Federal Reserve System (An interview with Michael Hudson )
An interview with Michael Hudson published on the Russian website Terra America (TA).
What is the place of the Federal Reserve System in the American financial and economic structure?
Prior to the Federal Reserves founding in 1913, U.S. monetary policy was conducted by the Treasury. Like the Fed, it had district sub-treasuries that performed nearly all the financial functions that the Fed later took over: providing credit to move the crops in autumn, managing government debt, and so forth.

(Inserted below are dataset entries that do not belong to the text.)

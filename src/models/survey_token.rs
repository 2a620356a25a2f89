//! # Survey Token Model
//!
//! A token grants exactly one survey submission inside its validity window.
//! Status moves from `issued` to `consumed` once; expiry is derived from
//! `valid_until` and never written back.

use std::fmt;
use std::str::FromStr;

use chrono::{DateTime, Utc};
use sea_orm::ActiveModelBehavior;
use sea_orm::entity::prelude::*;
use serde::{Deserialize, Serialize};
use utoipa::ToSchema;

#[derive(Clone, Debug, PartialEq, Eq, DeriveEntityModel)]
#[sea_orm(table_name = "survey_tokens")]
pub struct Model {
    #[sea_orm(primary_key, auto_increment = false)]
    pub id: Uuid,
    pub client_id: Uuid,
    pub employee_id: Option<Uuid>,
    pub channel: String,
    pub status: String,
    pub valid_until: DateTimeWithTimeZone,
    pub consumed_at: Option<DateTimeWithTimeZone>,
    pub created_at: DateTimeWithTimeZone,
}

#[derive(Copy, Clone, Debug, EnumIter, DeriveRelation)]
pub enum Relation {
    #[sea_orm(
        belongs_to = "super::client::Entity",
        from = "Column::ClientId",
        to = "super::client::Column::Id",
        on_delete = "Cascade"
    )]
    Client,
}

impl Related<super::client::Entity> for Entity {
    fn to() -> RelationDef {
        Relation::Client.def()
    }
}

impl ActiveModelBehavior for ActiveModel {}

impl Model {
    /// Effective state of the token at `now`
    pub fn state_at(&self, now: DateTime<Utc>) -> TokenState {
        if self.status == TokenStatus::Consumed.as_str() {
            TokenState::Consumed
        } else if self.valid_until.with_timezone(&Utc) <= now {
            TokenState::Expired
        } else {
            TokenState::Issued
        }
    }
}

/// Delivery channel the token was issued for
#[derive(Debug, Clone, Copy, PartialEq, Eq, Default, Serialize, Deserialize, ToSchema)]
#[serde(rename_all = "lowercase")]
pub enum TokenChannel {
    #[default]
    Web,
    Sms,
    Email,
}

impl TokenChannel {
    pub fn as_str(&self) -> &'static str {
        match self {
            TokenChannel::Web => "web",
            TokenChannel::Sms => "sms",
            TokenChannel::Email => "email",
        }
    }
}

impl fmt::Display for TokenChannel {
    fn fmt(&self, f: &mut fmt::Formatter<'_>) -> fmt::Result {
        f.write_str(self.as_str())
    }
}

impl FromStr for TokenChannel {
    type Err = String;

    fn from_str(value: &str) -> Result<Self, Self::Err> {
        match value {
            "web" => Ok(TokenChannel::Web),
            "sms" => Ok(TokenChannel::Sms),
            "email" => Ok(TokenChannel::Email),
            other => Err(format!("unknown channel '{}'", other)),
        }
    }
}

/// Persisted token status
#[derive(Debug, Clone, Copy, PartialEq, Eq)]
pub enum TokenStatus {
    Issued,
    Consumed,
}

impl TokenStatus {
    pub fn as_str(&self) -> &'static str {
        match self {
            TokenStatus::Issued => "issued",
            TokenStatus::Consumed => "consumed",
        }
    }
}

/// Token state as seen by the survey form
#[derive(Debug, Clone, Copy, PartialEq, Eq, Serialize, Deserialize, ToSchema)]
#[serde(rename_all = "lowercase")]
pub enum TokenState {
    Issued,
    Consumed,
    Expired,
}

#[cfg(test)]
mod tests {
    use super::*;
    use chrono::Duration;

    fn token(status: TokenStatus, valid_until: DateTime<Utc>) -> Model {
        Model {
            id: Uuid::new_v4(),
            client_id: Uuid::new_v4(),
            employee_id: None,
            channel: TokenChannel::Web.as_str().to_string(),
            status: status.as_str().to_string(),
            valid_until: valid_until.into(),
            consumed_at: None,
            created_at: Utc::now().into(),
        }
    }

    #[test]
    fn issued_token_inside_window_is_usable() {
        let now = Utc::now();
        let model = token(TokenStatus::Issued, now + Duration::days(1));
        assert_eq!(model.state_at(now), TokenState::Issued);
    }

    #[test]
    fn issued_token_past_window_is_expired() {
        let now = Utc::now();
        let model = token(TokenStatus::Issued, now - Duration::seconds(1));
        assert_eq!(model.state_at(now), TokenState::Expired);
    }

    #[test]
    fn consumed_wins_over_expiry() {
        let now = Utc::now();
        let model = token(TokenStatus::Consumed, now - Duration::days(3));
        assert_eq!(model.state_at(now), TokenState::Consumed);
    }

    #[test]
    fn channel_parses_known_values_only() {
        assert_eq!("sms".parse::<TokenChannel>(), Ok(TokenChannel::Sms));
        assert_eq!(TokenChannel::default(), TokenChannel::Web);
        assert!("fax".parse::<TokenChannel>().is_err());
    }
}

But after the severe 1907 financial crisis, a National Monetary Commission was reformed. Under the then-Republican administration, it recognized a need for more active government intervention to prevent future financial crises. It also recognized the desirability of moving away from the Anglo-Dutch-American system of merchant banking based on short-term lending against collateral in place, or for shipping of goods already produced. The National Monetary Commissions longest volumes were on the great German industrial banks, and Republican policy aimed at bringing banking into the industrial era, to provide long-term funding after the model of German and other Central European banks.
However, the leading bankers sought to use the crisis as an opportunity to grab power for Wall Street, away from the Treasury. In this sense, the Fed was founded in large part to take monetary control away from Washingtons elected officials and appointees, and privatize the supply of money and credit.